**What the task asks:**
Go through the lines below and copy any that hold the string "negative".
═════ Data for this task
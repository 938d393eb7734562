//! # Slow-wave event detection for Rust
//!
//! A pure Rust library that detects discrete oscillatory events
//! (slow-wave-like half-cycle pairs) in multi-channel, continuously
//! sampled physiological recordings, and reconstructs a sample-aligned
//! boolean occupancy mask from the detected events.
//!
//! The pipeline per channel: zero-phase conditioning (baseline drift
//! removal and band-limiting), threshold
//! resolution against channel-local statistics, zero-crossing
//! segmentation, and criterion filtering with morphology metrics. Channels
//! are processed independently and in parallel; the merged table is
//! grouped by channel in channel-list order.
//!
//! ## Quick Start
//!
//! ```rust
//! use ndarray::Array2;
//! use swdetect::{detect, occupancy_mask, MaskShape, Recording, ThresholdConfig, Result};
//!
//! fn main() -> Result<()> {
//!     // 10 s, 100 Hz, one channel with a single slow wave at t = 2.0 s:
//!     // a negative half-cycle followed by a positive one, 0.7 s total.
//!     let sf = 100.0;
//!     let n = 1000;
//!     let mut data = Array2::zeros((1, n));
//!     for i in 0..n {
//!         let t = i as f64 / sf;
//!         if (2.0..2.7).contains(&t) {
//!             let phase = 2.0 * std::f64::consts::PI * (t - 2.0) / 0.7;
//!             data[(0, i)] = -60.0 * phase.sin();
//!         }
//!     }
//!     let rec = Recording::new(data, sf, vec!["Cz".to_string()])?;
//!
//!     let table = detect(&rec, ThresholdConfig::default())?;
//!     assert_eq!(table.len(), 1);
//!
//!     let event = &table.events()[0];
//!     assert_eq!(event.channel, "Cz");
//!     assert!(event.val_neg_peak < 0.0 && event.val_pos_peak > 0.0);
//!     assert!(event.start > 1.7 && event.start < 2.3);
//!
//!     // Boolean overlay with the same shape as the recording
//!     let mask = occupancy_mask(&table, MaskShape::from(&rec))?;
//!     assert_eq!(mask.dim(), (1, 1000));
//!     assert!(mask.iter().filter(|&&b| b).count() > 0);
//!     Ok(())
//! }
//! ```
//!
//! ## Configuring detection
//!
//! Detection criteria are independently toggleable: duration range,
//! amplitude minimums (negative peak, positive peak, peak-to-peak) and a
//! slope minimum. Disable a criterion by setting its field to `None`; at
//! least one must stay enabled.
//!
//! ```rust
//! use swdetect::{Detector, FailurePolicy, MaskPolicy, ThresholdConfig};
//!
//! let mut config = ThresholdConfig::default();
//! config.slope = None;                 // drop the slope criterion
//! config.amp_ptp = Some(100.0);        // stricter peak-to-peak floor
//! config.adaptive_scale = Some(2.0);   // lift floors on noisy channels
//!
//! let detector = Detector::new(config)
//!     .unwrap()
//!     .with_mask_policy(MaskPolicy::NegPeak)
//!     .with_failure_policy(FailurePolicy::Lenient);
//! # let _ = detector;
//! ```
//!
//! ## Inclusion masks
//!
//! A boolean per-sample mask (for example derived from sleep stages)
//! restricts detection to selected regions. Events outside included
//! regions are dropped silently; an empty table is a normal result, not
//! an error. Which part of an event is tested is a [`MaskPolicy`].
//!
//! ## Scope
//!
//! This is a batch, in-memory core: no file-format support, no streaming
//! detection (the zero-phase filter needs the whole channel buffer), no
//! plotting, no statistics beyond the event table itself. Adapters that
//! load recordings (converting to microvolts) or build stage masks live
//! outside this crate.

pub mod assembler;
pub mod conditioner;
pub mod detector;
pub mod error;
pub mod mask;
pub mod segmenter;
pub mod threshold;
pub mod types;
pub mod utils;

// Re-export main types for convenience
pub use detector::{detect, ChannelFailure, Detection, Detector};
pub use error::{DetectError, Result};
pub use mask::{occupancy_mask, MaskShape};
pub use threshold::{ResolvedThresholds, ThresholdEngine};
pub use types::{
    BandConfig, Event, EventTable, FailurePolicy, MaskPolicy, Recording, ThresholdConfig,
};

/// Library version
///
/// ```rust
/// let version = swdetect::version();
/// assert!(version.contains('.'));
/// ```
pub fn version() -> &'static str {
    env!("CARGO_PKG_VERSION")
}
//! Episode video worker binary: wires the queue consumer, the episode
//! pipeline, task protection, and the supervisor together, then runs until
//! a signal resolves to drain or voluntary shutdown (spec.md §4.7, §6).

use std::sync::Arc;

use aws_sdk_ecs::Client as EcsClient;
use aws_sdk_sqs::Client as SqsClient;
use serde::Deserialize;
use tracing::{error, info, warn};

use epv_queue::QueueConsumer;

use epv_worker::{Config, EcsProtectionEnvironment, EpisodePipeline, Supervisor, TaskProtection, Transcoder};

#[tokio::main]
async fn main() {
    rustls::crypto::ring::default_provider()
        .install_default()
        .expect("failed to install rustls crypto provider");

    dotenvy::dotenv().ok();
    epv_worker::logging::init_tracing();

    info!("starting epv-worker");

    let config = match Config::from_env() {
        Ok(c) => c,
        Err(e) => {
            error!(error = %e, "configuration error, exiting");
            std::process::exit(1);
        }
    };

    let repository = match epv_db::Repository::connect(config.repository.clone()).await {
        Ok(r) => Arc::new(r),
        Err(e) => {
            error!(error = %e, "failed to connect to database, exiting");
            std::process::exit(1);
        }
    };
    if let Err(e) = repository.check_connectivity().await {
        error!(error = %e, "database connectivity check failed, exiting");
        std::process::exit(1);
    }

    let artifact_store = match epv_storage::ArtifactStore::new(config.artifact_store.clone()).await {
        Ok(s) => Arc::new(s),
        Err(e) => {
            error!(error = %e, "failed to initialize artifact store, exiting");
            std::process::exit(1);
        }
    };
    if let Err(e) = artifact_store.check_connectivity().await {
        error!(error = %e, "artifact store connectivity check failed, exiting");
        std::process::exit(1);
    }

    if let Err(e) = epv_media::check_ffmpeg() {
        error!(error = %e, "ffmpeg not available, exiting");
        std::process::exit(1);
    }
    if let Err(e) = epv_media::check_ffprobe() {
        error!(error = %e, "ffprobe not available, exiting");
        std::process::exit(1);
    }

    let aws_config = aws_config::load_defaults(aws_config::BehaviorVersion::latest()).await;

    let consumer = Arc::new(QueueConsumer::new(
        SqsClient::new(&aws_config),
        config.queue.clone(),
    ));

    let (ecs_cluster, ecs_task_arn) = resolve_ecs_identity(&config).await;
    let task_protection = match (ecs_cluster, ecs_task_arn) {
        (Some(cluster), Some(task_arn)) => {
            let env = EcsProtectionEnvironment::new(EcsClient::new(&aws_config), cluster, task_arn);
            let tp = Arc::new(TaskProtection::new(env, config.task_protection.clone()));
            if config.task_protection.proactive {
                tp.add_critical(epv_worker::task_protection::BASELINE_TOKEN).await;
            }
            Some(tp)
        }
        _ => {
            warn!("ECS cluster/task identity unavailable, task protection disabled");
            None
        }
    };

    let transcoder = Arc::new(Transcoder::new(
        artifact_store,
        repository.clone(),
        config.max_concurrent_processing,
        config.max_concurrent_uploads,
    ));

    let exit_code = if let Some(task_protection) = task_protection {
        let pipeline = Arc::new(EpisodePipeline::new(repository, transcoder, task_protection.clone()));

        let (extender_cancel_tx, extender_cancel_rx) = tokio::sync::watch::channel(false);
        let extender_handle = tokio::spawn(task_protection.clone().run_extender(extender_cancel_rx));

        let supervisor = Supervisor::new(
            consumer.clone(),
            task_protection,
            config.spot_eligible,
            config.strict_block_sigterm,
            config.critical_session_drain_timeout_secs,
            config.spot_drain_timeout_secs,
        );

        let exit = tokio::select! {
            result = consumer.run(pipeline.as_ref()) => {
                if let Err(e) = result {
                    warn!(error = %e, "consumer loop exited with an error");
                }
                epv_worker::SupervisorExit::Drained
            }
            exit = supervisor.watch_signals() => exit,
        };

        let _ = extender_cancel_tx.send(true);
        extender_handle.await.ok();
        exit.exit_code()
    } else {
        error!("cannot run without task protection, exiting");
        1
    };

    info!(exit_code, "epv-worker shutdown complete");
    std::process::exit(exit_code);
}

#[derive(Debug, Deserialize)]
struct EcsTaskMetadata {
    #[serde(rename = "Cluster")]
    cluster: Option<String>,
    #[serde(rename = "TaskARN")]
    task_arn: Option<String>,
}

/// Cluster/task ARN come from explicit env vars if set, otherwise from the
/// ECS task metadata endpoint (`ECS_CONTAINER_METADATA_URI_V4/task`), per
/// spec.md §5's description of these as "resolved from task metadata if
/// unset."
async fn resolve_ecs_identity(config: &Config) -> (Option<String>, Option<String>) {
    if config.ecs_cluster.is_some() && config.ecs_task_arn.is_some() {
        return (config.ecs_cluster.clone(), config.ecs_task_arn.clone());
    }

    let Ok(base_uri) = std::env::var("ECS_CONTAINER_METADATA_URI_V4") else {
        return (config.ecs_cluster.clone(), config.ecs_task_arn.clone());
    };

    let url = format!("{}/task", base_uri.trim_end_matches('/'));
    match reqwest::get(&url).await {
        Ok(response) => match response.json::<EcsTaskMetadata>().await {
            Ok(metadata) => (
                config.ecs_cluster.clone().or(metadata.cluster),
                config.ecs_task_arn.clone().or(metadata.task_arn),
            ),
            Err(e) => {
                warn!(error = %e, "failed to parse ECS task metadata response");
                (config.ecs_cluster.clone(), config.ecs_task_arn.clone())
            }
        },
        Err(e) => {
            warn!(error = %e, "failed to reach ECS task metadata endpoint");
            (config.ecs_cluster.clone(), config.ecs_task_arn.clone())
        }
    }
}
//! S3-compatible artifact store client.

use std::path::Path;
use std::time::Duration;

use aws_config::BehaviorVersion;
use aws_credential_types::Credentials;
use aws_sdk_s3::config::{Builder, Region};
use aws_sdk_s3::primitives::ByteStream;
use aws_sdk_s3::types::{CompletedMultipartUpload, CompletedPart};
use aws_sdk_s3::Client;
use tracing::{debug, info, warn};

use crate::content_type::infer_content_type;
use crate::error::{StorageError, StorageResult};

/// Default single-PUT ceiling (`S3_SINGLE_PUT_MAX_BYTES`): objects above this
/// size use a multipart upload instead.
pub const DEFAULT_SINGLE_PUT_MAX_BYTES: u64 = 128 * 1024 * 1024;
/// Part size used once a transfer crosses the single-PUT ceiling.
pub const MULTIPART_PART_SIZE_BYTES: u64 = 64 * 1024 * 1024;

/// HEAD-verification attempts for the HLS master playlist key.
const MASTER_HEAD_VERIFY_ATTEMPTS: u32 = 3;
/// HEAD-verification attempts for a rendition playlist or segment key.
const RENDITION_HEAD_VERIFY_ATTEMPTS: u32 = 2;
const HEAD_VERIFY_BASE_DELAY: Duration = Duration::from_millis(250);

/// Configuration for the artifact store client. Works against AWS S3 or any
/// S3-compatible endpoint (the `endpoint_url` override exists for the
/// latter; leave it unset to talk to AWS directly).
#[derive(Debug, Clone)]
pub struct ArtifactStoreConfig {
    pub endpoint_url: Option<String>,
    pub access_key_id: String,
    pub secret_access_key: String,
    pub bucket_name: String,
    pub region: String,
    /// Resolved CA bundle path, if any (see [`resolve_ca_bundle_path`]).
    pub ca_bundle_path: Option<String>,
    /// `S3_SINGLE_PUT_MAX_BYTES`: objects at or below this size use a single
    /// PUT; larger ones go through the multipart path.
    pub single_put_max_bytes: u64,
}

impl ArtifactStoreConfig {
    /// Create config from environment variables.
    pub fn from_env() -> StorageResult<Self> {
        Ok(Self {
            endpoint_url: std::env::var("ARTIFACT_STORE_ENDPOINT_URL").ok(),
            access_key_id: std::env::var("ARTIFACT_STORE_ACCESS_KEY_ID")
                .map_err(|_| StorageError::config_error("ARTIFACT_STORE_ACCESS_KEY_ID not set"))?,
            secret_access_key: std::env::var("ARTIFACT_STORE_SECRET_ACCESS_KEY").map_err(|_| {
                StorageError::config_error("ARTIFACT_STORE_SECRET_ACCESS_KEY not set")
            })?,
            bucket_name: std::env::var("ARTIFACT_STORE_BUCKET_NAME")
                .map_err(|_| StorageError::config_error("ARTIFACT_STORE_BUCKET_NAME not set"))?,
            region: std::env::var("ARTIFACT_STORE_REGION").unwrap_or_else(|_| "us-east-1".to_string()),
            ca_bundle_path: resolve_ca_bundle_path(std::env::var("ARTIFACT_STORE_CA_BUNDLE_PATH").ok()),
            single_put_max_bytes: std::env::var("S3_SINGLE_PUT_MAX_BYTES")
                .ok()
                .and_then(|s| s.parse().ok())
                .unwrap_or(DEFAULT_SINGLE_PUT_MAX_BYTES),
        })
    }
}

/// Whether `key` names an HLS master playlist rather than a rendition
/// playlist or segment (spec.md §6 key layout: `.../video/hls/master.m3u8`).
fn is_master_key(key: &str) -> bool {
    key.rsplit('/').next() == Some("master.m3u8")
}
══════════
**Task response:**
//!     // a negative half-cycle followed by a positive one, 0.7 s total.
//! amplitude minimums (negative peak, positive peak, peak-to-peak) and a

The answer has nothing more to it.